● **PROBLEM DESCRIPTION**
In full and without change, return each entry.

[DATA IN THIS EXERCISE Boundary: Start]

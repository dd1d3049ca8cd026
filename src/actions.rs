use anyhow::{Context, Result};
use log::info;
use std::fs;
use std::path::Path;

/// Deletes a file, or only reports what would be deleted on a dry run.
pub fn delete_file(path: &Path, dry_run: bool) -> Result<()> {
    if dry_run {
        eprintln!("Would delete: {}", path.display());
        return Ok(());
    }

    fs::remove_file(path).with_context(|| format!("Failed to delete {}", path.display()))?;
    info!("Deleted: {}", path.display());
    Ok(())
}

[DATA IN THIS EXERCISE Boundary: End]

● **ANSWER TO THIS EXERCISE**
repository dd1d3049ca8cd026
filename src/actions.rs
use anyhow::{Context, Result};
use log::info;
use std::fs;
use std::path::Path;

/// Deletes a file, or only reports what would be deleted on a dry run.
pub fn delete_file(path: &Path, dry_run: bool) -> Result<()> {
    if dry_run {
        eprintln!("Would delete: {}", path.display());
        return Ok(());
    }

    fs::remove_file(path).with_context(|| format!("Failed to delete {}", path.display()))?;
    info!("Deleted: {}", path.display());
    Ok(())
}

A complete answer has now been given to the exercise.